Trip Report: Adirondacks | Great Range (June 23, 2014)

Posted by on Oct 14, 2014 in Gear Review & Blog | 0 comments

Now, I love going solo, but the outdoors are always best shared with others (if only for safety reasons), which is why I was so pumped when my solo trip into the Adirondacks’ Great Range became a last-second team expedition with my buddy, Scott.

Our impromptu campsite the first night out
Our impromptu campsite the first night out

After driving all night, we camped out on the road after cracking my trusty Subaru’s front sway bar on a rocky dirt road (casualties are to be expected), and then headed out to park at the popular Garden Lot, which only had about three or so spaces when we arrived at 7:30 am.

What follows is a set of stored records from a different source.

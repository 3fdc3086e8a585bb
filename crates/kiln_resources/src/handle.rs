//! # Resource Handles
//!
//! A handle names either the cache's default resource or one slot at one
//! generation. Handles are `Copy` and stay cheap to compare; a handle kept
//! after its resource was evicted simply stops resolving.

use kiln_core::PoolHandle;

/// Identifies a resource inside a [`ResourceCache`](crate::ResourceCache).
#[derive(Clone, Copy, Debug, Default, PartialEq, Eq, Hash)]
pub enum ResourceHandle {
    /// The cache's default resource. Never counted, never evicted.
    #[default]
    Default,
    /// A resource living in a slot.
    Slot(PoolHandle),
}

impl ResourceHandle {
    /// Checks if this is the default resource.
    #[inline]
    #[must_use]
    pub const fn is_default(self) -> bool {
        matches!(self, Self::Default)
    }

    /// Slot index, `None` for the default resource.
    #[inline]
    #[must_use]
    pub const fn index(self) -> Option<u32> {
        match self {
            Self::Default => None,
            Self::Slot(handle) => Some(handle.index()),
        }
    }

    /// Slot generation, `None` for the default resource.
    #[inline]
    #[must_use]
    pub const fn generation(self) -> Option<u64> {
        match self {
            Self::Default => None,
            Self::Slot(handle) => Some(handle.generation()),
        }
    }
}

impl From<PoolHandle> for ResourceHandle {
    fn from(handle: PoolHandle) -> Self {
        Self::Slot(handle)
    }
}
//! # Dynamic Allocator
//!
//! Variable-size sub-allocation of one owned arena, backed by a [`FreeList`].
//!
//! Used to pack many small resources (vertex runs, uniform blocks, string
//! tables) into one large buffer that is uploaded or mapped as a whole.

use bytemuck::Pod;

use crate::config::ArenaConfig;
use crate::error::{MemoryError, MemoryResult};
use crate::memory::freelist::FreeList;

/// A range handed out by a [`DynamicAllocator`].
#[derive(Clone, Copy, Debug, PartialEq, Eq, Hash)]
pub struct Block {
    offset: u64,
    size: u64,
}

impl Block {
    /// Byte offset from the start of the arena.
    #[inline]
    #[must_use]
    pub const fn offset(self) -> u64 {
        self.offset
    }

    /// Length in bytes.
    #[inline]
    #[must_use]
    pub const fn size(self) -> u64 {
        self.size
    }
}

/// An arena that owns its bytes and tracks them with a free list.
///
/// # Example
///
/// ```rust
/// use kiln_core::DynamicAllocator;
///
/// let mut arena = DynamicAllocator::new(4096).unwrap();
/// let block = arena.allocate(16).unwrap();
/// arena.write_pod(block, &[1.0f32, 2.0, 3.0, 4.0]).unwrap();
/// assert_eq!(arena.read_pod::<f32>(block).unwrap(), vec![1.0, 2.0, 3.0, 4.0]);
/// arena.free(block).unwrap();
/// ```
#[derive(Debug)]
pub struct DynamicAllocator {
    list: FreeList,
    memory: Box<[u8]>,
}

impl DynamicAllocator {
    /// Creates an arena of `total_size` zeroed bytes.
    ///
    /// # Errors
    ///
    /// Returns [`MemoryError::Configuration`] if `total_size` is zero or does
    /// not fit in memory.
    pub fn new(total_size: u64) -> MemoryResult<Self> {
        Self::from_config(&ArenaConfig::new(total_size))
    }

    /// Creates an arena from a config entry.
    ///
    /// # Errors
    ///
    /// Returns [`MemoryError::Configuration`] for a zero or oversized arena.
    pub fn from_config(config: &ArenaConfig) -> MemoryResult<Self> {
        let len = usize::try_from(config.total_size).map_err(|_| {
            MemoryError::Configuration(format!(
                "arena of {}B does not fit in the address space",
                config.total_size
            ))
        })?;
        let list = FreeList::from_config(config)?;
        Ok(Self {
            list,
            memory: vec![0u8; len].into_boxed_slice(),
        })
    }

    /// Arena size in bytes.
    #[inline]
    #[must_use]
    pub const fn total_size(&self) -> u64 {
        self.list.total_size()
    }

    /// Total free bytes. O(n) in the number of holes.
    #[must_use]
    pub fn free_space(&self) -> u64 {
        self.list.free_space()
    }

    /// The free list tracking this arena.
    #[inline]
    #[must_use]
    pub const fn free_list(&self) -> &FreeList {
        &self.list
    }

    /// Reserves `size` bytes.
    ///
    /// # Errors
    ///
    /// - [`MemoryError::ZeroSize`] for `size == 0`
    /// - [`MemoryError::NoSpace`] if no free range is large enough
    pub fn allocate(&mut self, size: u64) -> MemoryResult<Block> {
        match self.list.allocate_block(size) {
            Ok(offset) => Ok(Block { offset, size }),
            Err(e) => {
                tracing::error!("DynamicAllocator::allocate failed for {}B: {}", size, e);
                Err(e)
            }
        }
    }

    /// Returns a block to the arena.
    ///
    /// # Errors
    ///
    /// - [`MemoryError::OutOfRange`] if the block is not inside this arena
    /// - [`MemoryError::Corruption`] if the block is already free
    pub fn free(&mut self, block: Block) -> MemoryResult<()> {
        self.list.free_block(block.size, block.offset).map_err(|e| {
            tracing::error!(
                "DynamicAllocator::free failed for block {}+{}: {}",
                block.offset,
                block.size,
                e
            );
            e
        })
    }

    /// Bytes of a block.
    ///
    /// # Errors
    ///
    /// Returns [`MemoryError::OutOfRange`] if the block is not inside this arena.
    pub fn bytes(&self, block: Block) -> MemoryResult<&[u8]> {
        let range = self.byte_range(block)?;
        Ok(&self.memory[range])
    }

    /// Mutable bytes of a block.
    ///
    /// # Errors
    ///
    /// Returns [`MemoryError::OutOfRange`] if the block is not inside this arena.
    pub fn bytes_mut(&mut self, block: Block) -> MemoryResult<&mut [u8]> {
        let range = self.byte_range(block)?;
        Ok(&mut self.memory[range])
    }

    /// Copies `values` to the start of a block.
    ///
    /// # Errors
    ///
    /// Returns [`MemoryError::OutOfRange`] if the values do not fit the block.
    pub fn write_pod<T: Pod>(&mut self, block: Block, values: &[T]) -> MemoryResult<()> {
        let src: &[u8] = bytemuck::cast_slice(values);
        let dst = self.bytes_mut(block)?;
        let Some(dst) = dst.get_mut(..src.len()) else {
            return Err(MemoryError::OutOfRange {
                offset: block.offset,
                size: src.len() as u64,
                total_size: block.size,
            });
        };
        dst.copy_from_slice(src);
        Ok(())
    }

    /// Reads a block back as values of `T`. Trailing bytes that do not fill
    /// a whole `T` are ignored.
    ///
    /// # Errors
    ///
    /// Returns [`MemoryError::OutOfRange`] if the block is not inside this arena.
    pub fn read_pod<T: Pod>(&self, block: Block) -> MemoryResult<Vec<T>> {
        let bytes = self.bytes(block)?;
        let stride = std::mem::size_of::<T>();
        if stride == 0 {
            return Ok(Vec::new());
        }
        Ok(bytes
            .chunks_exact(stride)
            .map(bytemuck::pod_read_unaligned)
            .collect())
    }

    /// Grows the arena. Existing blocks keep their offsets and contents.
    ///
    /// # Errors
    ///
    /// Returns [`MemoryError::InvalidResize`] unless the arena grows.
    pub fn resize(&mut self, new_size: u64) -> MemoryResult<()> {
        let len = usize::try_from(new_size).map_err(|_| MemoryError::InvalidResize {
            current: self.total_size(),
            requested: new_size,
        })?;
        self.list.resize(new_size)?;
        let mut memory = vec![0u8; len];
        memory[..self.memory.len()].copy_from_slice(&self.memory);
        self.memory = memory.into_boxed_slice();
        Ok(())
    }

    /// Frees every block at once. Contents are left in place.
    pub fn clear(&mut self) {
        self.list.clear();
    }

    fn byte_range(&self, block: Block) -> MemoryResult<std::ops::Range<usize>> {
        let out_of_range = || MemoryError::OutOfRange {
            offset: block.offset,
            size: block.size,
            total_size: self.total_size(),
        };
        let start = usize::try_from(block.offset).map_err(|_| out_of_range())?;
        let len = usize::try_from(block.size).map_err(|_| out_of_range())?;
        let end = start.checked_add(len).ok_or_else(out_of_range)?;
        if end > self.memory.len() {
            return Err(out_of_range());
        }
        Ok(start..end)
    }
}

#[cfg(test)]
mod tests {
    use super::*;

    #[test]
    fn test_allocate_free() {
        let mut arena = DynamicAllocator::new(1024).unwrap();
        let a = arena.allocate(100).unwrap();
        let b = arena.allocate(200).unwrap();
        assert_eq!((a.offset(), b.offset()), (0, 100));
        assert_eq!(arena.free_space(), 724);

        arena.free(a).unwrap();
        arena.free(b).unwrap();
        assert_eq!(arena.free_space(), 1024);
        assert_eq!(arena.free_list().node_count(), 1);
    }

    #[test]
    fn test_zero_arena_rejected() {
        assert!(matches!(
            DynamicAllocator::new(0),
            Err(MemoryError::Configuration(_))
        ));
    }

    #[test]
    fn test_double_free_rejected() {
        let mut arena = DynamicAllocator::new(1024).unwrap();
        let a = arena.allocate(64).unwrap();
        arena.allocate(64).unwrap();
        arena.free(a).unwrap();
        assert!(matches!(arena.free(a), Err(MemoryError::Corruption { .. })));
    }

    #[test]
    fn test_pod_roundtrip() {
        let mut arena = DynamicAllocator::new(256).unwrap();
        let _pad = arena.allocate(3).unwrap();
        let block = arena.allocate(12).unwrap();
        arena.write_pod(block, &[7u32, 8, 9]).unwrap();
        assert_eq!(arena.read_pod::<u32>(block).unwrap(), vec![7, 8, 9]);
        assert_eq!(&arena.bytes(block).unwrap()[..4], &7u32.to_ne_bytes());
    }

    #[test]
    fn test_write_too_large() {
        let mut arena = DynamicAllocator::new(256).unwrap();
        let block = arena.allocate(4).unwrap();
        assert!(matches!(
            arena.write_pod(block, &[1u32, 2]),
            Err(MemoryError::OutOfRange { .. })
        ));
    }

    #[test]
    fn test_resize_keeps_contents() {
        let mut arena = DynamicAllocator::new(64).unwrap();
        let block = arena.allocate(64).unwrap();
        arena.bytes_mut(block).unwrap().fill(0xAB);

        arena.resize(128).unwrap();
        assert_eq!(arena.total_size(), 128);
        assert_eq!(arena.free_space(), 64);
        assert!(arena.bytes(block).unwrap().iter().all(|&b| b == 0xAB));

        let tail = arena.allocate(64).unwrap();
        assert_eq!(tail.offset(), 64);
    }

    #[test]
    fn test_clear() {
        let mut arena = DynamicAllocator::new(512).unwrap();
        arena.allocate(100).unwrap();
        arena.allocate(100).unwrap();
        arena.clear();
        assert_eq!(arena.free_space(), 512);
    }
}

The lesson: get there, early.

SET A COURSE FOR ADVENTURE!
SET A COURSE FOR ADVENTURE!

We decided to take the recently abandoned South trail going from the Garden Lot to Wolf Jaw Lean-To, where we’d make camp. In spite of being abandoned, the South trail is still relatively easy to follow: some sections are washed out and required some scrambling up loose rock and dirt; don’t worry, it only requires mild critical thinking. The hike along the South trail is a great one, following the beautiful and often scenic flow of the Johns Brook.

After making camp at the Wolf Jaw Lean-To and meeting a hilarious, friendly, and thoughtful French-Canadian diesel mechanic, we headed out to climb Upper Wolf Jaw and the Gothics.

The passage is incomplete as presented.